Index Number: 1295.02-02
Release Date: 7/16/2021

Date: April 12, 2021

Refer Reply To: CC:INTL:B02 - PLR-131932-17

TY: * * *

LEGEND:

Shareholder = * * *
Individual A = * * *
Entity B = * * *
FC = * * *
Country X = * * *
X = * * *
Y = * * *
Z = * * *
Year 1 = * * *
Year 2 = * * *
Year 3 = * * *
Tax Professional 1 = * * *
Accounting Firm 1 = * * *
Tax Professional 2 = * * *
Accounting Firm 2 = * * *

Dear * * *:

This is in response to a letter submitted on Shareholder's behalf by an authorized representative requesting the consent of the Commissioner of the Internal Revenue Service (“Commissioner”) to make a retroactive qualified electing fund (“QEF”) election under section 1295(b) of the Internal Revenue Code (the “Code”) and Treas. Reg. §1.1295-3(f) with respect to Shareholder's stock ownership in FC.

The rulings contained in this letter are based upon information and representations submitted by the taxpayer and accompanied by a penalty of perjury statement executed by an appropriate party. While this office has not verified any of the material submitted in support of the request for rulings, it is subject to verification on examination.

FACTS

Shareholder is a domestic partnership for U.S. federal income tax purposes that was formed in Year 1. Individual A owns an X interest, and Entity B owns the remaining Y interest, in Shareholder.
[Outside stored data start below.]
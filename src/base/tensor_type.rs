//! Tensor types: a cell type plus a sorted set of named dimensions.
//!
//! A [`TensorType`] with no dimensions is the scalar (empty) type. Types are
//! immutable values; the combinators in this module (`join`, `reduce`, ...)
//! return new types and are used by expression type inference.

use std::fmt;
use std::str::FromStr;

use thiserror::Error;

use super::Name;
use super::text_utils::is_identifier;

// ============================================================================
// ERRORS
// ============================================================================

/// Errors produced while building, parsing or combining tensor types.
#[derive(Debug, Clone, PartialEq, Eq, Error)]
pub enum TensorTypeError {
    /// A dimension name occurs twice with different kinds.
    #[error("dimension '{name}' is both {first} and {second}")]
    ConflictingDimension {
        name: Name,
        first: DimensionKind,
        second: DimensionKind,
    },

    /// A dimension was referenced that the type does not have.
    #[error("{tensor_type} has no dimension '{name}'")]
    MissingDimension { tensor_type: TensorType, name: Name },

    /// A rename target already exists in the type.
    #[error("cannot rename to '{name}': {tensor_type} already has that dimension")]
    DuplicateDimension { tensor_type: TensorType, name: Name },

    /// The textual form could not be parsed.
    #[error("invalid tensor type '{text}': {message}")]
    Syntax { text: String, message: String },
}

// ============================================================================
// CELL TYPE
// ============================================================================

/// The value type of tensor cells.
///
/// Variants are declared in increasing size so that `max` picks the
/// "largest" of two cell types.
#[derive(Clone, Copy, Debug, Default, PartialEq, Eq, Hash, PartialOrd, Ord)]
pub enum CellType {
    Int8,
    BFloat16,
    Float,
    #[default]
    Double,
}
In Year 2, Individual A contributed Z shares of FC's common stock to Shareholder. FC, a Country X corporation, was at all relevant times a passive foreign investment company (“PFIC”) as defined in section 1297(a) of the Code.

Shareholder engaged the services of Tax Professional 1 with Accounting Firm 1 to advise it on its U.S. federal income tax matters. Shareholder made available to Tax Professional 1 all information requested and relevant to the provision of tax advice and the preparation of its U.S. income tax returns. In Year 3, upon Tax Professional 1's retirement, Shareholder engaged the services of Tax Professional 2 with Accounting Firm 2 to advise it on its U.S. federal income tax matters and to prepare its U.S. income tax returns. Similarly, Shareholder made available to Tax Professional 2 all information requested and relevant to the provision of tax advice and the preparation of its U.S. income tax returns.

However, neither Tax Professional 1 nor Tax Professional 2 were aware that FC was a PFIC and, thus, did not advise Shareholder of the consequences of making or failing to make a QEF election with respect to FC.

Shareholder submitted affidavits, under penalties of perjury, describing the events that led to the failure to make the QEF election by the election due date. Shareholder represents that, in all of the relevant years: (i) Tax Professionals 1 and 2 were competent to render tax advice with respect to ownership of shares of a foreign corporation; (ii) FC was not identified as a PFIC; and (iii) Shareholder did not receive any advice regarding the availability of a QEF election with respect to its interest in FC.

In accordance with a signed closing agreement between Shareholder and the Commissioner, Shareholder has caused to be paid an amount sufficient to eliminate any prejudice to the U.S. government as a consequence of its and its partners' inability to file amended returns. Shareholder has agreed to file amended returns for each of the subsequent taxable years affected by the retroactive election, if any.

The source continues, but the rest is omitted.